### TRY IT
Look through the entries that follow and return each line that has the string "nodes".

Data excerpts
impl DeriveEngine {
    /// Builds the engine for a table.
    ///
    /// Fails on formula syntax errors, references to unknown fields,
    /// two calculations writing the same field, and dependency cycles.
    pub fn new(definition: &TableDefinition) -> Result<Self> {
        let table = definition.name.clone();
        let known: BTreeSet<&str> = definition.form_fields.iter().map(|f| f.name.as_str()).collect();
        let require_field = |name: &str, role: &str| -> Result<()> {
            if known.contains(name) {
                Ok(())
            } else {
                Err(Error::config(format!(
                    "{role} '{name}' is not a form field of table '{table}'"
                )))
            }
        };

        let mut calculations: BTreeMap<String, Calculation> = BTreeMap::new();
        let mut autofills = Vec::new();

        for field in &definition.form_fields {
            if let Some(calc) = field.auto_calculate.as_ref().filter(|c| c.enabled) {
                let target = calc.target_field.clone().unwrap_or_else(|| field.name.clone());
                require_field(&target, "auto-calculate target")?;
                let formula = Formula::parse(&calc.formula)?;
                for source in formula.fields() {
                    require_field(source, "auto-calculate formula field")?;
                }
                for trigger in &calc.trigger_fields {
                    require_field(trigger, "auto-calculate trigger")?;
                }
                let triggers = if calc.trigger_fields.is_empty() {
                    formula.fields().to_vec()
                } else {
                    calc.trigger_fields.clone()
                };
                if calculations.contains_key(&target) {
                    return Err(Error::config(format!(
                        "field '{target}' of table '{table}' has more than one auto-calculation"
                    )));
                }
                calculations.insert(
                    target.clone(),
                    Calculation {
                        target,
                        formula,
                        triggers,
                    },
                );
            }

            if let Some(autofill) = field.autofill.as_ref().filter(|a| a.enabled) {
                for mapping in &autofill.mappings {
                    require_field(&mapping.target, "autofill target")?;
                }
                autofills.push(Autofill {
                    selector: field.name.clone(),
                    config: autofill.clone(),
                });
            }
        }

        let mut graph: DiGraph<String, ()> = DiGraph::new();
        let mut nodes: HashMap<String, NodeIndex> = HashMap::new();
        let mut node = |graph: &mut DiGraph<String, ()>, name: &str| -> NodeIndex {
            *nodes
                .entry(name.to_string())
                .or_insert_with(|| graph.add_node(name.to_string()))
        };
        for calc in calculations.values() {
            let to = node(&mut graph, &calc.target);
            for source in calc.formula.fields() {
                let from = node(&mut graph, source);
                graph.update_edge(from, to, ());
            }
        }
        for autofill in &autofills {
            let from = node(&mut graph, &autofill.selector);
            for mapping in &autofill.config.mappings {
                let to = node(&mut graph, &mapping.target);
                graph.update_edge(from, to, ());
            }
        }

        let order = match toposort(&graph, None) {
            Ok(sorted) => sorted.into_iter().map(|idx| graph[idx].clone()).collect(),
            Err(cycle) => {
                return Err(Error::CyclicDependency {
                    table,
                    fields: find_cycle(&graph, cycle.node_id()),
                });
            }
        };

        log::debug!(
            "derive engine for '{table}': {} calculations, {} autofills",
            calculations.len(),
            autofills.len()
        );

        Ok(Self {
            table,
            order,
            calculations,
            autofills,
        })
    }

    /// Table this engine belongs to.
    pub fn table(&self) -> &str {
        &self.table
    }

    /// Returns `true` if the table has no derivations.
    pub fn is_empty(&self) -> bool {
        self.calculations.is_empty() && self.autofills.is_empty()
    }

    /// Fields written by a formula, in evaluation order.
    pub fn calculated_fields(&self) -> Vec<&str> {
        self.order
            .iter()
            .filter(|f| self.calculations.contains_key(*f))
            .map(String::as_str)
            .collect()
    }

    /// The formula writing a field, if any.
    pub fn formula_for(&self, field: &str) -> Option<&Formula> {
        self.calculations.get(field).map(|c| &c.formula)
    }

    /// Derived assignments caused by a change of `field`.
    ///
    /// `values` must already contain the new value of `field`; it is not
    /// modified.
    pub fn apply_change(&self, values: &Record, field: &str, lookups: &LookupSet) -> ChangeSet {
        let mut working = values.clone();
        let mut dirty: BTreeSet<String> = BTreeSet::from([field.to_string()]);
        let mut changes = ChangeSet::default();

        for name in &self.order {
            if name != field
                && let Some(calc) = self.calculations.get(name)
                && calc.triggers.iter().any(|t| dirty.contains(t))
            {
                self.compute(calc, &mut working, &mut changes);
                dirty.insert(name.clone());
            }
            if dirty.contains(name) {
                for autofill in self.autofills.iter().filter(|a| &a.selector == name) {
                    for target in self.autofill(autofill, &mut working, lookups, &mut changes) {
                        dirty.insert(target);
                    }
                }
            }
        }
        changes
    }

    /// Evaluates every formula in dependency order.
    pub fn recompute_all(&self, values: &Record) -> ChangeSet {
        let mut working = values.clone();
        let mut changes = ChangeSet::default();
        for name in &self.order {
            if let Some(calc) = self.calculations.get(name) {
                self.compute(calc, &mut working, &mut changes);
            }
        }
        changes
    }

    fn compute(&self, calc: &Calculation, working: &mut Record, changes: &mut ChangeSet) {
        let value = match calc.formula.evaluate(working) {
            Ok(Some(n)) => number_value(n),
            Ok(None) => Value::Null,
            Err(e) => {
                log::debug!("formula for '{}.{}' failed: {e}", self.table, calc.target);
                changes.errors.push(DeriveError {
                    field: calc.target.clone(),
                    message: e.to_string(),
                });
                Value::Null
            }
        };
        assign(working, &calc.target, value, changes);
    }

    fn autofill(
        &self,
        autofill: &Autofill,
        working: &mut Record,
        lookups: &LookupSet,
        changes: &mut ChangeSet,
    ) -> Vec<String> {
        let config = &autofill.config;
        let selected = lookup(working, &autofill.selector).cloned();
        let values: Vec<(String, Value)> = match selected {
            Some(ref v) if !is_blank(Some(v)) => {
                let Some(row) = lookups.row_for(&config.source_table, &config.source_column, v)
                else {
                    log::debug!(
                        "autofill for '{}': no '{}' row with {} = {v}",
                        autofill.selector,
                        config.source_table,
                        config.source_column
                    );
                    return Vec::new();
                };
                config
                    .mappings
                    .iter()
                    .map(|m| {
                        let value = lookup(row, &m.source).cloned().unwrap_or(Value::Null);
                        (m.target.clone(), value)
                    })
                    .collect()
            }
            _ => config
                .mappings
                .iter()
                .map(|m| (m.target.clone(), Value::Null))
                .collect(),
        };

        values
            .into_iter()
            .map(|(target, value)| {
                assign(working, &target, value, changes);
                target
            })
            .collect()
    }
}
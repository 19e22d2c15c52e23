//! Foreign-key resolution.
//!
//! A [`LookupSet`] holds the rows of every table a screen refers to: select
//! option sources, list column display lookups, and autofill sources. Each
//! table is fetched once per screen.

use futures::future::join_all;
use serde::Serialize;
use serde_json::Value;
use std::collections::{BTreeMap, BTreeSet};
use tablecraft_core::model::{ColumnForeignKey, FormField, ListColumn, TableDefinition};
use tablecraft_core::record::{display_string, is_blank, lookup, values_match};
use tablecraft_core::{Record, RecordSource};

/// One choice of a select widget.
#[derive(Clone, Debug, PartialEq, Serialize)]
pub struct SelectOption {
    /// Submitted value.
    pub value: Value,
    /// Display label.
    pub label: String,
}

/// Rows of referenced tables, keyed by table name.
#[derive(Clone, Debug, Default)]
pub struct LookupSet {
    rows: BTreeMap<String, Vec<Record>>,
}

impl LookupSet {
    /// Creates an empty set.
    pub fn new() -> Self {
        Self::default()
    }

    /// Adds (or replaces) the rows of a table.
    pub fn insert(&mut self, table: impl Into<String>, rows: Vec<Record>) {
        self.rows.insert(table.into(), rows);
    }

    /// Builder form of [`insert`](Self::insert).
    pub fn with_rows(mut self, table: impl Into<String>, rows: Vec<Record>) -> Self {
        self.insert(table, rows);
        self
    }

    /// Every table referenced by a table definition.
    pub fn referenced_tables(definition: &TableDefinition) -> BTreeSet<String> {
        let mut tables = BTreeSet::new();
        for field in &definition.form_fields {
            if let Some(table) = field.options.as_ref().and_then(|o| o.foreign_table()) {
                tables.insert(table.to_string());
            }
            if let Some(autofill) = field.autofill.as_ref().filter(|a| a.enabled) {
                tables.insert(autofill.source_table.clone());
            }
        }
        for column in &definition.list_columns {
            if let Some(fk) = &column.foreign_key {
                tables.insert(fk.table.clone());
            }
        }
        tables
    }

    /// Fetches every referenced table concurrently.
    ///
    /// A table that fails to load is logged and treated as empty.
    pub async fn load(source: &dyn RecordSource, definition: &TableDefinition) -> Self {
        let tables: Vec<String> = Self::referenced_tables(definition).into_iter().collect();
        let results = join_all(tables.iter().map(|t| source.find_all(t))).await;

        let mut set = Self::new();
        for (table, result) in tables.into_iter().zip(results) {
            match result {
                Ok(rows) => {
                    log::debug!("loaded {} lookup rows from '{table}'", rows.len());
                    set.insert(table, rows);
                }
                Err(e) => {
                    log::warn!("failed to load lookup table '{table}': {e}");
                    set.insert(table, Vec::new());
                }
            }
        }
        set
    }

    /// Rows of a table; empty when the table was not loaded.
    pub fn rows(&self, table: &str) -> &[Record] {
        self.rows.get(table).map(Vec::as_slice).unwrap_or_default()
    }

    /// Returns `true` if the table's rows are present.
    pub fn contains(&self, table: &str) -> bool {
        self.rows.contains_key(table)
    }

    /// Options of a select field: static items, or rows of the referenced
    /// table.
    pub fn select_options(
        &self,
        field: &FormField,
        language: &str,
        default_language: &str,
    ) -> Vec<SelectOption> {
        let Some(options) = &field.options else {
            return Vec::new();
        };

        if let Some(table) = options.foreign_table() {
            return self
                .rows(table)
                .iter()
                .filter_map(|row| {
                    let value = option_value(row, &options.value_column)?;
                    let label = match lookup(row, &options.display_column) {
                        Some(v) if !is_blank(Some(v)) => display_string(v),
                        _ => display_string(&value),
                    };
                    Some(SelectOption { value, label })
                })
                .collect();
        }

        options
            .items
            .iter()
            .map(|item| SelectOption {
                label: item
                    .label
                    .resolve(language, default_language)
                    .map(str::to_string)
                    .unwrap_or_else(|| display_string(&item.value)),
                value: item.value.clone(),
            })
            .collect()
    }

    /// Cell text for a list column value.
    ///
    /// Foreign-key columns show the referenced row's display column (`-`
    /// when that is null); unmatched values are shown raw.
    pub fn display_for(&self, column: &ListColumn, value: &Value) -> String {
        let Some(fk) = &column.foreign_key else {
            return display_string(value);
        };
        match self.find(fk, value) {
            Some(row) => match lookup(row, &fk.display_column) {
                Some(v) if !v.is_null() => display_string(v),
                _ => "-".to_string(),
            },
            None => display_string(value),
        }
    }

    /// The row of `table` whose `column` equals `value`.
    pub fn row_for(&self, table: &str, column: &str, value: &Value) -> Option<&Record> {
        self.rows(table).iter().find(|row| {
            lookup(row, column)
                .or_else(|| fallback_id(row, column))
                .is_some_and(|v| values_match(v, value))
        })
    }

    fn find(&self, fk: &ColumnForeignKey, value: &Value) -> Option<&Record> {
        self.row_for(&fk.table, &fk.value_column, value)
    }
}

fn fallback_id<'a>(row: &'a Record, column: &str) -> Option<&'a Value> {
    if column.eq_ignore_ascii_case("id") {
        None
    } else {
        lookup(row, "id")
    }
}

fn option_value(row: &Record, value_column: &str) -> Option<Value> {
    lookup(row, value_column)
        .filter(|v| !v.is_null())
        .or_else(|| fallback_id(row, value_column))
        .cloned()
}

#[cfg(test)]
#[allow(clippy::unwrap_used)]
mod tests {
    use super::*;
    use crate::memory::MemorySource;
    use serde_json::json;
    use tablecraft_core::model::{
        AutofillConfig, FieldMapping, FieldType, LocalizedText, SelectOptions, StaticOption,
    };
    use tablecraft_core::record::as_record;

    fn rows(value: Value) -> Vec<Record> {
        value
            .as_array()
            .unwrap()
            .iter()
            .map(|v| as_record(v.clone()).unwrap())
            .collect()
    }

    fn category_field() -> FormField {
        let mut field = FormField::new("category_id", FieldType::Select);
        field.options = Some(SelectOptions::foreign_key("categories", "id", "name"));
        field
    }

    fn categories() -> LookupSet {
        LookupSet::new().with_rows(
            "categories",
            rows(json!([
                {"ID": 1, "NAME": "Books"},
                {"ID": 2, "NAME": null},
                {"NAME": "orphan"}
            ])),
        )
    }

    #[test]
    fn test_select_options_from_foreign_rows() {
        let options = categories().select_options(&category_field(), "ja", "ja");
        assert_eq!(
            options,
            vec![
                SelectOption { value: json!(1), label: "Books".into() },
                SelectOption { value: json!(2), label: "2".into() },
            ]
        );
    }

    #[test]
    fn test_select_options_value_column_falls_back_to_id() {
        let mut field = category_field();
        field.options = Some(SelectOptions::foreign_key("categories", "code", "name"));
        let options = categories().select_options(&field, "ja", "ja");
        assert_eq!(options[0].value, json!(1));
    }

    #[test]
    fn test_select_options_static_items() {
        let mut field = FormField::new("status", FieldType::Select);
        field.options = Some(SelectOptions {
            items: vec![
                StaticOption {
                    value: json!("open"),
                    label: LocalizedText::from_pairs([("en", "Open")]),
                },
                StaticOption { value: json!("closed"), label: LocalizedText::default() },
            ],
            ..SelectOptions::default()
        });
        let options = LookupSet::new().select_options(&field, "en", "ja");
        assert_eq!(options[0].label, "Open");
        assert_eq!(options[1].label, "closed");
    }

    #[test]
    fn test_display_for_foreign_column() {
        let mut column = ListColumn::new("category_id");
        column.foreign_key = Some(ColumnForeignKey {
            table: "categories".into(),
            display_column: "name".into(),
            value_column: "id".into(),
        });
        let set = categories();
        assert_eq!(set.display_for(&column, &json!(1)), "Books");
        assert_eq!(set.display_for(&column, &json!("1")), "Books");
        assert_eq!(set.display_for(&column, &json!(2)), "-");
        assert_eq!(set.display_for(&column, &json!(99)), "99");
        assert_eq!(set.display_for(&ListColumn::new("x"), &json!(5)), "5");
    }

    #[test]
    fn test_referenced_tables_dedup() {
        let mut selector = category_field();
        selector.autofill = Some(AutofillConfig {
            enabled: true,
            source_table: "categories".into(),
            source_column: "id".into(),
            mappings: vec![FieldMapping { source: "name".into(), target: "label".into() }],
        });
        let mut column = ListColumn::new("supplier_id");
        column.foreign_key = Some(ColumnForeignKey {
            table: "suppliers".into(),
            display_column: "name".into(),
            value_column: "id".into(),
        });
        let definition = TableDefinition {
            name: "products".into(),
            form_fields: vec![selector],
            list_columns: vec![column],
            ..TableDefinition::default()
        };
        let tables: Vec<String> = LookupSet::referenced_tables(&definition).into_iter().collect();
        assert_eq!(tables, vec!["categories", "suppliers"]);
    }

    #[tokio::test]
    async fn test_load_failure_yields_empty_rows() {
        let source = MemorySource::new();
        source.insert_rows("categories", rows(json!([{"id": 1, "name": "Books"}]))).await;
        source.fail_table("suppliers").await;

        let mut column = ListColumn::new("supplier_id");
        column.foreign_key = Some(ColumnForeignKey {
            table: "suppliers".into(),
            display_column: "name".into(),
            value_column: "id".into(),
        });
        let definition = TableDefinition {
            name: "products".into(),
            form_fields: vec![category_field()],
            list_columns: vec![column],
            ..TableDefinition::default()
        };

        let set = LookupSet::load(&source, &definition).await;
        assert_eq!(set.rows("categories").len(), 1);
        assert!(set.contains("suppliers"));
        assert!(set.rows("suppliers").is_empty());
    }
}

### EXERCISE RESULT
        let mut nodes: HashMap<String, NodeIndex> = HashMap::new();
            *nodes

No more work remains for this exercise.